George Floyd n’est pas le premier Afro-Américain victime de violences policières à signifier de la manière la plus simple à son agresseur que ce dernier est en train de le tuer. En juillet 2014, Eric Garner a répété onze fois « I can’t breathe » («je ne peux pas respirer») avant de perdre connaissance, et alors qu’un officier du département de la police de New York l’immobilisait en l’étranglant. A cette occasion déjà, cette formule d’une évidence terrible était devenue l’emblème des militants américains des droits civiques et d’une grande partie de la communauté noire confrontée quotidiennement à des discriminations qui l’empêchent de vivre.

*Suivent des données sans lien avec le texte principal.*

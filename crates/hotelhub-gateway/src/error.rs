//! API error types and responses.
//!
//! Every failure the gateway produces itself is rendered as
//! `{success:false, error:{code, message}, timestamp}`.

use axum::http::StatusCode;
use axum::response::{IntoResponse, Response};
use axum::Json;
use chrono::{SecondsFormat, Utc};
use serde::Serialize;
use thiserror::Error;

use hotelhub_auth::AuthError;
use hotelhub_core::Role;
use hotelhub_upstream::UpstreamError;

/// API error type that implements `IntoResponse`.
#[derive(Debug, Error)]
pub enum ApiError {
    /// No declared route matches.
    #[error("Route {method} {path} not found")]
    NotFound {
        /// Request method as received.
        method: String,
        /// Request path as received.
        path: String,
    },

    /// No usable bearer credential was supplied.
    #[error("Missing or malformed bearer token")]
    MissingCredential,

    /// The credential failed verification.
    #[error("Invalid or expired token")]
    InvalidCredential,

    /// The caller's role is not allowed on this route.
    #[error("Role '{role}' is not permitted to access this resource")]
    Forbidden {
        /// The caller's resolved role.
        role: Role,
    },

    /// The request outlived the gateway's overall timeout.
    #[error("Request timed out")]
    RequestTimeout,

    /// The request body exceeds the configured limit.
    #[error("Request body exceeds the {limit} byte limit")]
    PayloadTooLarge {
        /// Configured limit in bytes.
        limit: usize,
    },

    /// The request body could not be read.
    #[error("Invalid request body")]
    InvalidBody,

    /// Too many requests from this client in the current window.
    #[error("Too many requests, please try again later.")]
    RateLimited,

    /// The backing service could not be reached.
    #[error("Service '{service}' is unavailable")]
    UpstreamUnavailable {
        /// Logical service name.
        service: String,
    },

    /// The backing service did not answer in time.
    #[error("Service '{service}' did not respond in time")]
    UpstreamTimeout {
        /// Logical service name.
        service: String,
    },

    /// The backing service failed without a body to relay.
    #[error("Service '{service}' responded with {status}")]
    UpstreamError {
        /// Logical service name.
        service: String,
        /// The upstream status, relayed unchanged.
        status: StatusCode,
    },

    /// Internal server error.
    #[error("Internal server error")]
    Internal(String),
}

/// Error response body.
#[derive(Debug, Serialize)]
struct ErrorResponse {
    success: bool,
    error: ErrorBody,
    timestamp: String,
}

/// Error details.
#[derive(Debug, Serialize)]
struct ErrorBody {
    code: &'static str,
    message: String,
}

impl ApiError {
    /// Get the HTTP status code for this error.
    #[must_use]
    pub const fn status_code(&self) -> StatusCode {
        match self {
            Self::NotFound { .. } => StatusCode::NOT_FOUND,
            Self::MissingCredential | Self::InvalidCredential => StatusCode::UNAUTHORIZED,
            Self::Forbidden { .. } => StatusCode::FORBIDDEN,
            Self::RequestTimeout => StatusCode::REQUEST_TIMEOUT,
            Self::PayloadTooLarge { .. } => StatusCode::PAYLOAD_TOO_LARGE,
            Self::InvalidBody => StatusCode::BAD_REQUEST,
            Self::RateLimited => StatusCode::TOO_MANY_REQUESTS,
            Self::UpstreamUnavailable { .. } => StatusCode::BAD_GATEWAY,
            Self::UpstreamTimeout { .. } => StatusCode::GATEWAY_TIMEOUT,
            Self::UpstreamError { status, .. } => *status,
            Self::Internal(_) => StatusCode::INTERNAL_SERVER_ERROR,
        }
    }

    /// Get the error code string for this error.
    #[must_use]
    pub const fn code(&self) -> &'static str {
        match self {
            Self::NotFound { .. } => "NOT_FOUND",
            Self::MissingCredential => "MISSING_CREDENTIAL",
            Self::InvalidCredential => "INVALID_CREDENTIAL",
            Self::Forbidden { .. } => "FORBIDDEN",
            Self::RequestTimeout => "REQUEST_TIMEOUT",
            Self::PayloadTooLarge { .. } => "PAYLOAD_TOO_LARGE",
            Self::InvalidBody => "INVALID_BODY",
            Self::RateLimited => "RATE_LIMITED",
            Self::UpstreamUnavailable { .. } | Self::UpstreamTimeout { .. } => {
                "UPSTREAM_UNAVAILABLE"
            }
            Self::UpstreamError { .. } => "UPSTREAM_ERROR",
            Self::Internal(_) => "INTERNAL_ERROR",
        }
    }
}

/// Current time in the envelope's RFC 3339 format.
#[must_use]
pub fn timestamp() -> String {
    Utc::now().to_rfc3339_opts(SecondsFormat::Millis, true)
}

impl IntoResponse for ApiError {
    fn into_response(self) -> Response {
        let status = self.status_code();
        let code = self.code();
        let message = self.to_string();

        let body = ErrorResponse {
            success: false,
            error: ErrorBody { code, message },
            timestamp: timestamp(),
        };

        (status, Json(body)).into_response()
    }
}

impl From<AuthError> for ApiError {
    fn from(err: AuthError) -> Self {
        match err {
            AuthError::MissingCredential => Self::MissingCredential,
            AuthError::Forbidden { role } => Self::Forbidden { role },
            AuthError::TokenExpired
            | AuthError::InvalidSignature
            | AuthError::InvalidIssuer
            | AuthError::InvalidAudience
            | AuthError::InvalidSubject
            | AuthError::MissingClaim(_)
            | AuthError::InvalidToken(_)
            | AuthError::KeyNotFound(_)
            | AuthError::JwksFetchFailed(_) => Self::InvalidCredential,
        }
    }
}

impl From<UpstreamError> for ApiError {
    fn from(err: UpstreamError) -> Self {
        match err {
            UpstreamError::Unavailable { service, .. } => Self::UpstreamUnavailable { service },
            UpstreamError::Timeout { service } => Self::UpstreamTimeout { service },
            UpstreamError::InvalidRequest(msg) => {
                tracing::error!(error = %msg, "Could not build forward request");
                Self::Internal(msg)
            }
        }
    }
}

#[cfg(test)]
mod tests {
    use super::*;

    #[test]
    fn error_status_codes() {
        assert_eq!(
            ApiError::MissingCredential.status_code(),
            StatusCode::UNAUTHORIZED
        );
        assert_eq!(
            ApiError::InvalidCredential.status_code(),
            StatusCode::UNAUTHORIZED
        );
        assert_eq!(
            ApiError::Forbidden { role: Role::Guest }.status_code(),
            StatusCode::FORBIDDEN
        );
        assert_eq!(
            ApiError::RateLimited.status_code(),
            StatusCode::TOO_MANY_REQUESTS
        );
        assert_eq!(
            ApiError::UpstreamTimeout {
                service: "room".into()
            }
            .status_code(),
            StatusCode::GATEWAY_TIMEOUT
        );
        assert_eq!(
            ApiError::UpstreamError {
                service: "room".into(),
                status: StatusCode::SERVICE_UNAVAILABLE
            }
            .status_code(),
            StatusCode::SERVICE_UNAVAILABLE
        );
    }

    #[test]
    fn error_codes() {
        assert_eq!(ApiError::MissingCredential.code(), "MISSING_CREDENTIAL");
        assert_eq!(ApiError::RateLimited.code(), "RATE_LIMITED");
        assert_eq!(ApiError::RequestTimeout.code(), "REQUEST_TIMEOUT");
        assert_eq!(
            ApiError::PayloadTooLarge { limit: 16 }.status_code(),
            StatusCode::PAYLOAD_TOO_LARGE
        );
        assert_eq!(
            ApiError::UpstreamUnavailable {
                service: "room".into()
            }
            .code(),
            "UPSTREAM_UNAVAILABLE"
        );
        assert_eq!(ApiError::Internal("x".into()).code(), "INTERNAL_ERROR");
    }

    #[test]
    fn not_found_message() {
        let err = ApiError::NotFound {
            method: "GET".into(),
            path: "/api/nonexistent".into(),
        };
        assert_eq!(err.to_string(), "Route GET /api/nonexistent not found");
    }

    #[test]
    fn auth_errors_map_to_credential_codes() {
        assert_eq!(
            ApiError::from(AuthError::JwksFetchFailed("down".into())).code(),
            "INVALID_CREDENTIAL"
        );
        assert_eq!(
            ApiError::from(AuthError::TokenExpired).code(),
            "INVALID_CREDENTIAL"
        );
        assert_eq!(
            ApiError::from(AuthError::MissingCredential).code(),
            "MISSING_CREDENTIAL"
        );
        assert_eq!(
            ApiError::from(AuthError::Forbidden { role: Role::Guest }).code(),
            "FORBIDDEN"
        );
    }

    #[tokio::test]
    async fn renders_envelope() {
        let response = ApiError::MissingCredential.into_response();
        assert_eq!(response.status(), StatusCode::UNAUTHORIZED);

        let body = axum::body::to_bytes(response.into_body(), usize::MAX)
            .await
            .unwrap();
        let json: serde_json::Value = serde_json::from_slice(&body).unwrap();
        assert_eq!(json["success"], false);
        assert_eq!(json["error"]["code"], "MISSING_CREDENTIAL");
        assert!(json["timestamp"].is_string());
    }
}
//! The search pipeline.
//!
//! [`SearchEngine::prepare`] runs the synchronous stages and produces a
//! [`PreparedSearch`]; [`PreparedSearch::fetch`] runs it against a database.

use std::sync::Arc;

use sea_orm::{ConnectionTrait, DbErr, EntityTrait, PaginatorTrait, QuerySelect};
use serde::Serialize;
use serde_json::{Map, Value};

use crate::{
    config::SearchConfig,
    errors::{ApiError, SearchError},
    filtering::{
        OrderBy, Pagination, PaginationInfo, ParamTransformer, QueryScope, SearchOperator,
        coerce_booleans, date_search, field_search, operator, sort::ORDER_BY_PARAM,
    },
    params::ParameterSet,
    schema::{SchemaRegistry, Searchable},
};

/// Shared search engine: the schema registry plus configuration.
#[derive(Debug, Clone)]
pub struct SearchEngine {
    registry: Arc<SchemaRegistry>,
    config: SearchConfig,
}

/// A search ready to run: filters, ordering, and the requested page.
#[derive(Debug, Clone)]
pub struct PreparedSearch {
    pub scope: QueryScope,
    pub order: OrderBy,
    pub pagination: Pagination,
}

/// One page of results.
#[derive(Debug, Clone)]
pub struct SearchPage<M> {
    pub pagination_info: PaginationInfo,
    pub items: Vec<M>,
}

impl<M: Serialize> SearchPage<M> {
    /// `{"pagination_info": {...}, "<resources>": [...]}`
    ///
    /// # Errors
    ///
    /// Returns the serializer error if an item cannot be serialized.
    pub fn into_body(self, resources: &str) -> Result<Value, serde_json::Error> {
        let mut body = Map::new();
        body.insert(
            "pagination_info".to_string(),
            serde_json::to_value(self.pagination_info)?,
        );
        body.insert(resources.to_string(), serde_json::to_value(self.items)?);
        Ok(Value::Object(body))
    }
}

impl SearchEngine {
    #[must_use]
    pub fn new(registry: SchemaRegistry, config: SearchConfig) -> Self {
        Self {
            registry: Arc::new(registry),
            config,
        }
    }

    #[must_use]
    pub fn registry(&self) -> &Arc<SchemaRegistry> {
        &self.registry
    }

    #[must_use]
    pub fn config(&self) -> &SearchConfig {
        &self.config
    }

    /// Turn client parameters into a runnable search over `root`.
    ///
    /// Stages, in order: renames and boolean coercion, date bounds, then the
    /// operator search when an `operator` key is present or the generic field
    /// search otherwise, the active-only restriction (lifted by
    /// `include_inactive`), ordering, and pagination.
    ///
    /// # Errors
    ///
    /// Any [`SearchError`] raised by a stage. `UnknownEntity` when `root` is
    /// not registered.
    pub fn prepare(&self, root: &str, params: &ParameterSet) -> Result<PreparedSearch, SearchError> {
        let config = &self.config;

        let transformer = ParamTransformer::new(&self.registry, root)?;
        let params = transformer.process(params)?;
        let params = coerce_booleans(&params, &[&config.include_inactive_param])?;
        let include_inactive = params
            .get_str(&config.include_inactive_param)
            .is_some_and(|flag| flag == "1");

        let scope = QueryScope::new(Arc::clone(&self.registry), root)?;
        let (scope, params) = date_search::resolve(scope, &params, transformer.renames())?;

        let scope = match SearchOperator::from_params(&params) {
            Some(requested) => {
                let requested = requested?;
                tracing::debug!(root, operator = %requested, "Using operator search");
                operator::apply(scope, requested, &params, &config.search_filters)?
            }
            None => {
                tracing::debug!(root, "Using generic field search");
                field_search::apply(scope, &params, &config.search_filters)?
            }
        };

        let scope = if include_inactive {
            scope.include_inactive()
        } else {
            scope.active_only()
        };

        let order_by = params
            .get_str(ORDER_BY_PARAM)
            .map_or_else(|| config.default_order_by.clone(), |value| value.into_owned());
        let order = OrderBy::parse(&order_by, &self.registry, root)?;
        let pagination = Pagination::from_params(&params, config.default_per_page)?;

        Ok(PreparedSearch {
            scope,
            order,
            pagination,
        })
    }

    /// Prepare and run a search over `E`.
    ///
    /// # Errors
    ///
    /// Search errors map to `400`, database errors to `500`.
    pub async fn execute<E, C>(
        &self,
        db: &C,
        params: &ParameterSet,
    ) -> Result<SearchPage<E::Model>, ApiError>
    where
        E: Searchable,
        E::Model: Sync,
        C: ConnectionTrait,
    {
        let prepared = self.prepare(E::default().table_name(), params)?;
        Ok(prepared.fetch::<E, C>(db).await?)
    }
}

impl PreparedSearch {
    /// Count every match, then load the requested page.
    ///
    /// # Errors
    ///
    /// Propagates database errors.
    pub async fn fetch<E, C>(&self, db: &C) -> Result<SearchPage<E::Model>, DbErr>
    where
        E: EntityTrait,
        E::Model: Sync,
        C: ConnectionTrait,
    {
        let select = self.scope.apply(E::find());
        let total_count = select.clone().count(db).await?;

        let items = match self.pagination.offset() {
            Some(offset) if offset < total_count => {
                self.order
                    .apply(select)
                    .offset(offset)
                    .limit(self.pagination.limit())
                    .all(db)
                    .await?
            }
            _ => Vec::new(),
        };

        let page_count = u64::try_from(items.len()).unwrap_or(u64::MAX);
        Ok(SearchPage {
            pagination_info: self.pagination.info(page_count, total_count),
            items,
        })
    }
}

#[cfg(test)]
mod tests {
    use super::*;
    use crate::{
        filtering::{Lookup, Predicate},
        schema::fixtures,
    };
    use sea_orm::sea_query::Order;

    fn engine() -> SearchEngine {
        SearchEngine::new(fixtures::registry(), SearchConfig::default())
    }

    fn prepare(query: &str) -> Result<PreparedSearch, SearchError> {
        engine().prepare("questions", &ParameterSet::from_query_str(query))
    }

    #[test]
    fn test_generic_path_with_defaults() {
        let prepared = prepare("title=^How&is_active=yes").unwrap();
        assert!(prepared.scope.is_active_only());
        assert_eq!(prepared.order.field, "created_at");
        assert_eq!(prepared.pagination, Pagination { page: 1, per_page: 100 });
        assert_eq!(
            prepared.scope.predicates(),
            &[Predicate::And(vec![
                Predicate::field("title", Lookup::IStartsWith("How".into())),
                Predicate::field("is_active", Lookup::IStartsWith("1".into())),
            ])]
        );
    }

    #[test]
    fn test_search_filters_are_not_fields() {
        let prepared = prepare("page=2&per_page=5&order_by=title&format=json").unwrap();
        assert!(prepared.scope.predicates().is_empty());
        assert_eq!(prepared.order.field, "title");
        assert_eq!(prepared.pagination.offset(), Some(5));
    }

    #[test]
    fn test_include_inactive_lifts_restriction() {
        let prepared = prepare("include_inactive=true").unwrap();
        assert!(!prepared.scope.is_active_only());
        assert!(prepared.scope.predicates().is_empty());

        let prepared = prepare("operator=AND&title=^a&include_inactive=yes").unwrap();
        assert!(!prepared.scope.is_active_only());

        assert!(matches!(
            prepare("include_inactive=perhaps"),
            Err(SearchError::InvalidBooleanValue { .. })
        ));
    }

    #[test]
    fn test_rename_then_date_then_operator() {
        let prepared = prepare(
            "operator=OR&topic=^rust&title=^Why&created_at_date_start=2020-01-01",
        )
        .unwrap();
        let predicates = prepared.scope.predicates();
        assert_eq!(predicates.len(), 2);
        assert!(matches!(&predicates[0], Predicate::Field { path, .. } if path == "created_at"));
        assert_eq!(
            predicates[1],
            Predicate::Or(vec![
                Predicate::field("topics__title", Lookup::IStartsWith("rust".into())),
                Predicate::field("title", Lookup::IStartsWith("Why".into())),
            ])
        );
    }

    #[test]
    fn test_ordering_errors() {
        assert!(matches!(
            prepare("order_by=-answers__colour"),
            Err(SearchError::InvalidOrdering(_))
        ));
    }

    #[test]
    fn test_renamed_ordering_resolves_through_relations() {
        let prepared = prepare("order_by=-topic").unwrap();
        assert_eq!(prepared.order.field, "topics__title");
        assert!(matches!(prepared.order.direction, Order::Desc));
    }

    #[test]
    fn test_unknown_operator() {
        assert!(matches!(
            prepare("operator=XOR&title=x"),
            Err(SearchError::SearchWithOperator { .. })
        ));
    }

    #[test]
    fn test_unknown_root() {
        let err = engine()
            .prepare("users", &ParameterSet::new())
            .unwrap_err();
        assert!(matches!(err, SearchError::UnknownEntity(_)));
    }

    #[test]
    fn test_body_shape() {
        let page = SearchPage {
            pagination_info: Pagination { page: 1, per_page: 10 }.info(1, 1),
            items: vec![serde_json::json!({"title": "How"})],
        };
        let body = page.into_body("questions").unwrap();
        assert_eq!(body["pagination_info"]["total_count"], 1);
        assert_eq!(body["questions"][0]["title"], "How");
        let keys: Vec<_> = body.as_object().unwrap().keys().cloned().collect();
        assert_eq!(keys, vec!["pagination_info", "questions"]);
    }
}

A l’époque, un policier de l’Indiana avait cru devoir répliquer en vendant des chemises sur lesquelles était inscrit : « Respirez facilement : ne violez pas la loi. » Une telle mise sous condition de l’acte le plus élémentaire de la vie humaine a heureusement plus de mal à être opposée à la colère actuelle des manifestants. La longue agonie filmée de George Floyd a d’emblée pris une dimension de scandale mondial qui a sans aucun doute à voir avec ses dernières paroles. Certes, il y a quelque chose d’ambivalent dans le fait d’élever au rang de symbole des mots exprimés dans la détresse singulière d’un homme qui sent qu’il meurt. Dans un monde idéal, on devrait se scandaliser des crimes raciaux sans avoir besoin de vidéos qui ne témoignent de l’injustice que lorsque celle-ci est parvenue à son comble. Mais c’est dans ce monde-ci que George Floyd a été tué. Le hasard a aussi voulu que ce soit à un moment où personne ne pouvait raisonnablement demeurer insensible à sa supplique.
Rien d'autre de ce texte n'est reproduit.